---
name: forensic-hotspot-finder
description: Use when planning refactoring priorities, investigating recurring bugs, identifying which files cause the most bugs, or determining problem areas to fix - identifies high-risk files by combining git change frequency with code complexity using research-backed formula (4-9x defect rates)
---

# Forensic Hotspot Finder

## 🎯 When You Use This Skill

**State explicitly**: "Using forensic-hotspot-finder pattern"

**Then follow these steps**:
1. Apply the **normalized hotspot formula** (see below)
2. Cite **research benchmarks** (4-9x defect rates from Microsoft Research)
3. Check for **both** high frequency AND high complexity (not just one)
4. Normalize by **file age** (older files naturally have more commits)
5. Suggest **integration** with other forensic skills at the end

## Overview

Hotspot analysis identifies files that are both frequently changed AND structurally complex. Research shows these files have 4-9x higher defect rates than normal code. This technique uses git history to find where bugs are most likely to occur.

**Core principle**: Change frequency × Complexity = Risk.
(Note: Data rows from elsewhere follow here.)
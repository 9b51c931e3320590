use tokio::io::AsyncWriteExt;

use crate::core::RaftCore;
use crate::core::SnapshotState;
use crate::core::State;
use crate::core::UpdateCurrentLeader;
use crate::error::RaftResult;
use crate::raft::InstallSnapshotRequest;
use crate::raft::InstallSnapshotResponse;
use crate::AppData;
use crate::AppDataResponse;
use crate::MessageSummary;
use crate::RaftNetwork;
use crate::RaftStorage;
use crate::Update;

impl<D: AppData, R: AppDataResponse, N: RaftNetwork<D>, S: RaftStorage<D, R>> RaftCore<D, R, N, S> {
    /// Invoked by the leader to install a snapshot on a follower (§7).
    ///
    /// The snapshot arrives complete in a single request. The receiver persists it, discards
    /// its log, restores its state machine from the payload, and installs the configuration
    /// carried in the snapshot metadata — all before replying, so a successful reply means the
    /// installation is durable.
    #[tracing::instrument(level = "debug", skip(self, req), fields(req=%req.summary()))]
    pub(super) async fn handle_install_snapshot_request(
        &mut self,
        req: InstallSnapshotRequest,
    ) -> RaftResult<InstallSnapshotResponse> {
        // If message's term is less than most recent term, then we do not honor the request.
        if req.term < self.current_term {
            return Ok(InstallSnapshotResponse {
                term: self.current_term,
            });
        }

        // Update election timeout.
        self.update_next_election_timeout();

        // Update current term if needed.
        let mut report_metrics = false;
        if self.current_term != req.term {
            self.update_current_term(req.term, None);
            self.save_hard_state().await?;
            report_metrics = true;
        }

        // Update current leader if needed.
        if self.current_leader != Some(req.leader_id) {
            self.update_current_leader(UpdateCurrentLeader::OtherNode(req.leader_id));
            report_metrics = true;
        }

        // If not follower, become follower.
        if !self.target_state.is_follower() && !self.target_state.is_non_voter() {
            self.set_target_state(State::Follower); // State update will emit metrics.
        }

        if report_metrics {
            self.report_metrics(Update::Ignore);
        }

        // A snapshot which is not ahead of the one already held is a no-op success: everything
        // it covers is already durable here.
        if req.meta.last_log_id.index <= self.snapshot_last_log_id.index {
            tracing::debug!(
                local=%self.snapshot_last_log_id, received=%req.meta.last_log_id,
                "received stale snapshot, ignoring"
            );
            return Ok(InstallSnapshotResponse {
                term: self.current_term,
            });
        }

        // A local compaction in progress is superseded by the leader's snapshot.
        if let Some(SnapshotState::Snapshotting { handle, .. }) = self.snapshot_state.take() {
            handle.abort();
        }

        // Write the snapshot payload and hand it to storage for installation.
        let mut snapshot =
            self.storage.begin_receiving_snapshot().await.map_err(|err| self.map_fatal_storage_error(err))?;
        snapshot.as_mut().write_all(&req.data).await?;
        snapshot.as_mut().shutdown().await?;

        self.storage
            .finalize_snapshot_installation(&req.meta, snapshot)
            .await
            .map_err(|err| self.map_fatal_storage_error(err))?;

        // The snapshot replaces the log wholesale, and its effects are by definition committed
        // and applied. The configuration carried in the metadata is installed as the current
        // one.
        self.last_log_id = req.meta.last_log_id;
        self.commit_index = req.meta.last_log_id.index;
        self.last_applied = req.meta.last_log_id;
        self.snapshot_last_log_id = req.meta.last_log_id;
        self.update_membership(req.meta.membership.clone(), req.meta.membership_index);
        self.report_metrics(Update::Ignore);

        Ok(InstallSnapshotResponse {
            term: self.current_term,
        })
    }
}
Files with both characteristics are "hotspots" requiring immediate attention.

## When to Use

- Planning technical debt reduction sprints
- Investigating recurring bug patterns in specific modules
- Prioritizing code review focus areas
- Pre-release risk assessment
- Quarterly code health checks
- Allocating refactoring budget

## When NOT to Use

- Insufficient git history (<6 months preferred, <3 months unreliable)
- Greenfield projects without meaningful change patterns
- When only complexity matters (use static analysis instead)
- For individual function analysis (hotspots work at file level)
- When you need architectural insights (use change coupling analysis instead)

## Core Pattern

### ⚡ THE HOTSPOT FORMULA (USE THIS)

**This is the research-backed formula - don't create custom variations**:

```
Risk Score = Normalized Change Frequency × Normalized Complexity Factor

Where:
  Change Frequency = (commits in time period) / (file age in days)
  Complexity Factor = LOC + Indentation Depth + Function Count

Normalize BOTH factors to 0-1 scale within your codebase before multiplying.
```

**Critical**: Must have BOTH high frequency AND high complexity. High-change simple files are not hotspots.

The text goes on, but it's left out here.